Boethius first married Elpis, the daughter of Consul Festus, though she died while still very young. Boethius next married Rusticiana, the daughter of Symmachus, the very man who had adopted him and raised him. She bore him two sons, who themselves rose to prominence. There are many stories about how his wife was his rock, and his sons were his joy.

Even in the face of loss, he found the support of a new family, who treated him not only as one of their own, but provided him with every success he could possibly dream of. He certainly remembers this now, but only because it is gone. Does the fact that it has passed, as all things must eventually do, remove any of the good that came from it?

My own opportunities have never been on as grand a scale as those of Boethius, and I sincerely doubt I would ever actually want them to be. I was never made to be esteemed, and I was never made to be important. Nature, I suspect, had something different in mind. Yet I always had the love of family, I had the wide world shown to me when I was still very young, and I was constantly given every possible chance to follow my heart. I was encouraged when I was down, tolerated when I was stubborn.

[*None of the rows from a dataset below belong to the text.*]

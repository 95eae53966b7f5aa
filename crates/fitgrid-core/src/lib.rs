pub mod config;

pub use config::{DEFAULT_RESOURCES, InventoryConfig, ServerConfig, ServiceConfig};
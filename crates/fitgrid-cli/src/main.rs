use std::path::PathBuf;

use clap::{Parser, Subcommand, ValueEnum};

mod commands;
mod report;

#[derive(Parser)]
#[command(
    name = "fitgrid",
    about = "fitgrid — best-fit service placement by cosine similarity",
    version,
    propagate_version = true,
)]
struct Cli {
    /// Log output format (logs go to stderr; filter with RUST_LOG)
    #[arg(long, value_enum, default_value_t = LogFormat::Text, global = true)]
    log_format: LogFormat,

    #[command(subcommand)]
    command: Commands,
}

#[derive(Subcommand)]
enum Commands {
    /// Place the services of an inventory file onto its servers
    Place {
        /// Path to the inventory TOML file
        #[arg(short, long, default_value = "inventory.toml")]
        inventory: PathBuf,
        #[command(flatten)]
        output: OutputArgs,
    },
    /// Run the bundled three-tier CPU/RAM example
    Demo {
        #[command(flatten)]
        output: OutputArgs,
    },
    /// Write the bundled example as an inventory scaffold
    Init {
        #[arg(short, long, default_value = "inventory.toml")]
        path: PathBuf,
        /// Overwrite an existing file
        #[arg(long)]
        force: bool,
    },
}

#[derive(clap::Args)]
struct OutputArgs {
    /// Report format
    #[arg(short, long, value_enum, default_value_t = Format::Text)]
    format: Format,
    /// Include every candidate check and score in the report
    #[arg(long)]
    trace: bool,
}

#[derive(Clone, Copy, PartialEq, Eq, ValueEnum)]
pub enum Format {
    Text,
    Json,
}

#[derive(Clone, Copy, PartialEq, Eq, ValueEnum)]
enum LogFormat {
    Text,
    Json,
}

fn init_tracing(format: LogFormat) -> anyhow::Result<()> {
    let filter = tracing_subscriber::EnvFilter::try_from_default_env()
        .or_else(|_| tracing_subscriber::EnvFilter::try_new("warn"))?;
    let builder = tracing_subscriber::fmt()
        .with_env_filter(filter)
        .with_writer(std::io::stderr);

    match format {
        LogFormat::Text => builder.init(),
        LogFormat::Json => builder.json().init(),
    }
    Ok(())
}

fn main() -> anyhow::Result<()> {
    let cli = Cli::parse();
    init_tracing(cli.log_format)?;

    match cli.command {
        Commands::Place { inventory, output } => {
            commands::place::run(&inventory, output.format, output.trace)
        }
        Commands::Demo { output } => commands::place::demo(output.format, output.trace),
        Commands::Init { path, force } => commands::init::run(&path, force),
    }
}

In the midst of this, deeply painful things did indeed occur. I confronted loneliness, rejection, and betrayal, not in the big things, but in the small, everyday things. I felt dismayed, and I allowed it to degrade into a lifetime in the company of the Black Dog. The sickness in my soul became a sickness in my body. I cried, I thrashed about, and I did desperate things.

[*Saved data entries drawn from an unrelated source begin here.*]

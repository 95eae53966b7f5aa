//! Type conversions between inventory config and placement types.
//!
//! Bridges `fitgrid_core::{InventoryConfig, ServiceConfig, ServerConfig}`
//! to the placement engine's `Service` and `ServerPool`.

use fitgrid_core::{InventoryConfig, ServerConfig, ServiceConfig};

use crate::error::PlacementError;
use crate::types::{Server, ServerPool, Service};

/// Convert a [`ServiceConfig`] to a [`Service`].
///
/// Demands are not validated here; [`place`](crate::place) rejects bad
/// demands before scoring.
pub fn service_from_config(config: &ServiceConfig) -> Service {
    Service::new(config.id.clone(), config.demand.clone())
}

/// Convert a [`ServerConfig`] to a [`Server`] at full capacity.
pub fn server_from_config(config: &ServerConfig) -> Server {
    Server::new(config.id.clone(), config.capacity.clone())
}

/// Build the server pool described by an inventory, preserving file order.
pub fn pool_from_inventory(inventory: &InventoryConfig) -> Result<ServerPool, PlacementError> {
    let mut pool = ServerPool::new(inventory.resources.iter().cloned())?;
    for server in &inventory.servers {
        pool.insert(server_from_config(server))?;
    }
    Ok(pool)
}

/// Convert an inventory into placement inputs: services in file order and
/// the server pool.
pub fn inventory_to_inputs(
    inventory: &InventoryConfig,
) -> Result<(Vec<Service>, ServerPool), PlacementError> {
    let pool = pool_from_inventory(inventory)?;
    let services = inventory.services.iter().map(service_from_config).collect();
    Ok((services, pool))
}

#[cfg(test)]
mod tests {
    use super::*;

    fn server(id: &str, capacity: Vec<f64>) -> ServerConfig {
        ServerConfig {
            id: id.to_string(),
            capacity,
        }
    }

    #[test]
    fn converts_demo_inventory() {
        let (services, pool) = inventory_to_inputs(&InventoryConfig::demo()).unwrap();

        assert_eq!(services.len(), 3);
        assert_eq!(services[0].id, "web-server");
        assert_eq!(services[2].demand.components(), &[3.0, 4.0]);

        assert_eq!(pool.resources(), &["cpu".to_string(), "ram".to_string()]);
        let ids: Vec<&str> = pool.iter().map(Server::id).collect();
        assert_eq!(ids, vec!["server-1-small", "server-2-medium", "server-3-large"]);
    }

    #[test]
    fn server_starts_at_full_capacity() {
        let s = server_from_config(&server("s1", vec![6.0, 8.0]));
        assert_eq!(s.available(), s.capacity());
    }

    #[test]
    fn duplicate_server_is_rejected() {
        let inventory = InventoryConfig {
            resources: vec!["cpu".to_string(), "ram".to_string()],
            services: Vec::new(),
            servers: vec![server("s1", vec![1.0, 1.0]), server("s1", vec![2.0, 2.0])],
        };

        let err = pool_from_inventory(&inventory).unwrap_err();
        assert_eq!(err, PlacementError::DuplicateServer("s1".to_string()));
    }

    #[test]
    fn capacity_must_match_resources() {
        let inventory = InventoryConfig {
            resources: vec!["cpu".to_string(), "ram".to_string(), "gpu".to_string()],
            services: Vec::new(),
            servers: vec![server("s1", vec![1.0, 1.0])],
        };

        let err = pool_from_inventory(&inventory).unwrap_err();
        assert!(matches!(
            err,
            PlacementError::DimensionMismatch { expected: 3, found: 2, .. }
        ));
    }

    #[test]
    fn empty_resource_list_is_rejected() {
        let inventory = InventoryConfig {
            resources: Vec::new(),
            services: Vec::new(),
            servers: Vec::new(),
        };
        assert_eq!(pool_from_inventory(&inventory).unwrap_err(), PlacementError::NoDimensions);
    }
}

Throughout it all, however, life had already given me so much, even as I too often looked the other way. It wasn’t just the memory of past blessings that could give me comfort, but the fact that all those past blessings were the very means for me order and rule myself now.

Symmachus had given Boethius access to the greatest wisdom of the world. My own family had done no less. It wasn’t gone now, just because other things had gone wrong. It was needed all the more now, precisely because other things had gone wrong. A legacy will only be as good as we continue to make use of it.

It may not be the same now as it was then, but everything from then can make the now more possible to bear.

Shadowlands, a semi-fictionalized account of the later life of C.S Lewis, has long been one of my favorite films. I always remember these lines:

Why love, if losing hurts so much? I have no answers anymore, only the life I have lived. Twice in that life I've been given the choice, as a boy and as a man. The boy chose safety, the man chooses suffering. The pain now is part of the happiness then. That's the deal.